BEGIN Records supplied

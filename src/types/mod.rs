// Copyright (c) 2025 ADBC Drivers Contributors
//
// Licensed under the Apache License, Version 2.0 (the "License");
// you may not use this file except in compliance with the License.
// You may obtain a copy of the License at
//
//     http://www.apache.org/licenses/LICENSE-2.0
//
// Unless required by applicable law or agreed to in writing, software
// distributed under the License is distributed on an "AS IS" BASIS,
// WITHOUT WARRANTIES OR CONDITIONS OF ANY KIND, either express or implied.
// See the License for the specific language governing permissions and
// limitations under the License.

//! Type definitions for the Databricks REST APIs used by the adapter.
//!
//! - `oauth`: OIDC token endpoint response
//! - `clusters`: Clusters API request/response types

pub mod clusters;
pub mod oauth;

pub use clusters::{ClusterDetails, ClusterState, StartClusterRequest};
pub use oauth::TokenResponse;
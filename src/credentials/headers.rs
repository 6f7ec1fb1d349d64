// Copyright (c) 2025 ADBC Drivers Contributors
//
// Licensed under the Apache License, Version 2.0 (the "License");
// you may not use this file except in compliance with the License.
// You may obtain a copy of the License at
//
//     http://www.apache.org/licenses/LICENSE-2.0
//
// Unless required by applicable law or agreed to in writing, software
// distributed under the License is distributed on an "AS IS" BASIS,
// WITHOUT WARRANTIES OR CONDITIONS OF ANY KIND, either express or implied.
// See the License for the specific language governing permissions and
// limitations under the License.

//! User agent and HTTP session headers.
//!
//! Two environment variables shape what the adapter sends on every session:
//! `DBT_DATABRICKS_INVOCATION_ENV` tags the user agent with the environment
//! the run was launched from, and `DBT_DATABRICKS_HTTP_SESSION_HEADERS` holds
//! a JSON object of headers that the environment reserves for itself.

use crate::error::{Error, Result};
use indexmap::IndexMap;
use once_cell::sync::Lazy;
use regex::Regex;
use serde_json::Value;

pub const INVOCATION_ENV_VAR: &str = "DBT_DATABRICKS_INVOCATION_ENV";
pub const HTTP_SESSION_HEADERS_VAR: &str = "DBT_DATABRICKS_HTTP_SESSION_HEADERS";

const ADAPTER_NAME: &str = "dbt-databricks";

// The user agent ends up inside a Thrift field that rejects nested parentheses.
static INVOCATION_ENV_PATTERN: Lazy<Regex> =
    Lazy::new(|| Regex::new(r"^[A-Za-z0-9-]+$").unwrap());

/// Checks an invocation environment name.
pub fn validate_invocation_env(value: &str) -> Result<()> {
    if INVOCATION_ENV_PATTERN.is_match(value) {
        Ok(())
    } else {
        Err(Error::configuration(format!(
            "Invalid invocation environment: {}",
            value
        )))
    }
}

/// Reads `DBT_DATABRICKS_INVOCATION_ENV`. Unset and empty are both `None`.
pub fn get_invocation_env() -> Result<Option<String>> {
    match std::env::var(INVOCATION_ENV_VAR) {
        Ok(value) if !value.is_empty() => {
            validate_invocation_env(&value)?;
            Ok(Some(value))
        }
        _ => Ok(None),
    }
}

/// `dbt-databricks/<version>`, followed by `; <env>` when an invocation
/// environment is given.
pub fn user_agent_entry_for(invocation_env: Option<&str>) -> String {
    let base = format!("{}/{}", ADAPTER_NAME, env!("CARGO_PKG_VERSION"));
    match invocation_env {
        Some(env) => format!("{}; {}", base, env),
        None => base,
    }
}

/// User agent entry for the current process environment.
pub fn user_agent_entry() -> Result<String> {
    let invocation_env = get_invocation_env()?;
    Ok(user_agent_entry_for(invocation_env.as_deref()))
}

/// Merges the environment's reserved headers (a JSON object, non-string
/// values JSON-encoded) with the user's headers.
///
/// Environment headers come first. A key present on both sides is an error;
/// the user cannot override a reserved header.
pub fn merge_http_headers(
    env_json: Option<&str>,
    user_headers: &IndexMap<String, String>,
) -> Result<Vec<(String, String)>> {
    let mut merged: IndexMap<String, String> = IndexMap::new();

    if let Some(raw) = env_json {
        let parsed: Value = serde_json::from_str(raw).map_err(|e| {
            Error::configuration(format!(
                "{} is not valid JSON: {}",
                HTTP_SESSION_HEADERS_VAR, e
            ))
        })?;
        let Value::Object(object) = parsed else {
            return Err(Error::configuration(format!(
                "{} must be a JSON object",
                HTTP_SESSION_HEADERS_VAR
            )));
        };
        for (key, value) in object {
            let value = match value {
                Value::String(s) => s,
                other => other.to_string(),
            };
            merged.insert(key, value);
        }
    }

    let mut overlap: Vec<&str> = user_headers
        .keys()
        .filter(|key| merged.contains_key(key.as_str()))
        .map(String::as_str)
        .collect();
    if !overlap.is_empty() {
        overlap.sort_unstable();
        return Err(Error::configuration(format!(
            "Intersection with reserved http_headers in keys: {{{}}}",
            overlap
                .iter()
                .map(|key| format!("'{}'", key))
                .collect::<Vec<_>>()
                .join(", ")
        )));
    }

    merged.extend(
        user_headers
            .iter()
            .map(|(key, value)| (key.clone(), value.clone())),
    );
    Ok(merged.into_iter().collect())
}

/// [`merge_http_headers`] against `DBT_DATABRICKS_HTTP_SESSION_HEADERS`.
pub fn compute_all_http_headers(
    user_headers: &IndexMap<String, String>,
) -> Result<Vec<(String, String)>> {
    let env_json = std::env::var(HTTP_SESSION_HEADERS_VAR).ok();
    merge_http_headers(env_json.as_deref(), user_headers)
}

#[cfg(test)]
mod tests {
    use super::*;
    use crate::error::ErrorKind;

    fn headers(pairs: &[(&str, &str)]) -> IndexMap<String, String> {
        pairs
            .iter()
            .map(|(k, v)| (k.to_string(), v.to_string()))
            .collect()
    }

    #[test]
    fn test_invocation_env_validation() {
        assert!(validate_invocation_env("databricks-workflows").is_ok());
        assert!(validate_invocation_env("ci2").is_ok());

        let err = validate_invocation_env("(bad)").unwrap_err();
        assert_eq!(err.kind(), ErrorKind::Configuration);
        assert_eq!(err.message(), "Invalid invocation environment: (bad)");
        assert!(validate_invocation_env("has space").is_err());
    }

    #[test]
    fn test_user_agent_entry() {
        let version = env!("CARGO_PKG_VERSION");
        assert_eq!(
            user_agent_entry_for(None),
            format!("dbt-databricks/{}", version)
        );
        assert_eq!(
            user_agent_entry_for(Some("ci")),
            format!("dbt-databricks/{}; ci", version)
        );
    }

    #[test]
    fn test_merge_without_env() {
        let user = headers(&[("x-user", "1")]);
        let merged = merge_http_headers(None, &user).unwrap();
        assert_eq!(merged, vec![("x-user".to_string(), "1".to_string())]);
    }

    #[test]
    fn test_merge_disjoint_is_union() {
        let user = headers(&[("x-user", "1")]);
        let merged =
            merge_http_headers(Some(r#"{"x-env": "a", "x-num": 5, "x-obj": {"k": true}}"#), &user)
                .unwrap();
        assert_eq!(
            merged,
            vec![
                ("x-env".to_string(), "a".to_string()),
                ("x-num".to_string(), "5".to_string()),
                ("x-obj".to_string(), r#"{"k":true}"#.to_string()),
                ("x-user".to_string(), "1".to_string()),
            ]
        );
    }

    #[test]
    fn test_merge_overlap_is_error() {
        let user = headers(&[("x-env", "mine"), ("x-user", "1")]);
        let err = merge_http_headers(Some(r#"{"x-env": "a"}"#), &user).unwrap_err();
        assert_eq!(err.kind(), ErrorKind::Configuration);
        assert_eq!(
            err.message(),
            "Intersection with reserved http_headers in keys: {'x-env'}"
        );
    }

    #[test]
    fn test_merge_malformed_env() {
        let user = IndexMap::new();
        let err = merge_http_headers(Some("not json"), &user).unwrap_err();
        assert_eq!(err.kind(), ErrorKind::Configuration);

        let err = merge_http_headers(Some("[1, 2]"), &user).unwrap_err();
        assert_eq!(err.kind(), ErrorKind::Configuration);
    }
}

END Records supplied

-- Task goal --
Copy the lines above exactly, from the very first through the one containing "pub use oauth::TokenResponse;", and include no other line.

-- Your response --
filename src/types/mod.rs
// Copyright (c) 2025 ADBC Drivers Contributors
//
// Licensed under the Apache License, Version 2.0 (the "License");
// you may not use this file except in compliance with the License.
// You may obtain a copy of the License at
//
//     http://www.apache.org/licenses/LICENSE-2.0
//
// Unless required by applicable law or agreed to in writing, software
// distributed under the License is distributed on an "AS IS" BASIS,
// WITHOUT WARRANTIES OR CONDITIONS OF ANY KIND, either express or implied.
// See the License for the specific language governing permissions and
// limitations under the License.

//! Type definitions for the Databricks REST APIs used by the adapter.
//!
//! - `oauth`: OIDC token endpoint response
//! - `clusters`: Clusters API request/response types

pub mod clusters;
pub mod oauth;

pub use clusters::{ClusterDetails, ClusterState, StartClusterRequest};
pub use oauth::TokenResponse;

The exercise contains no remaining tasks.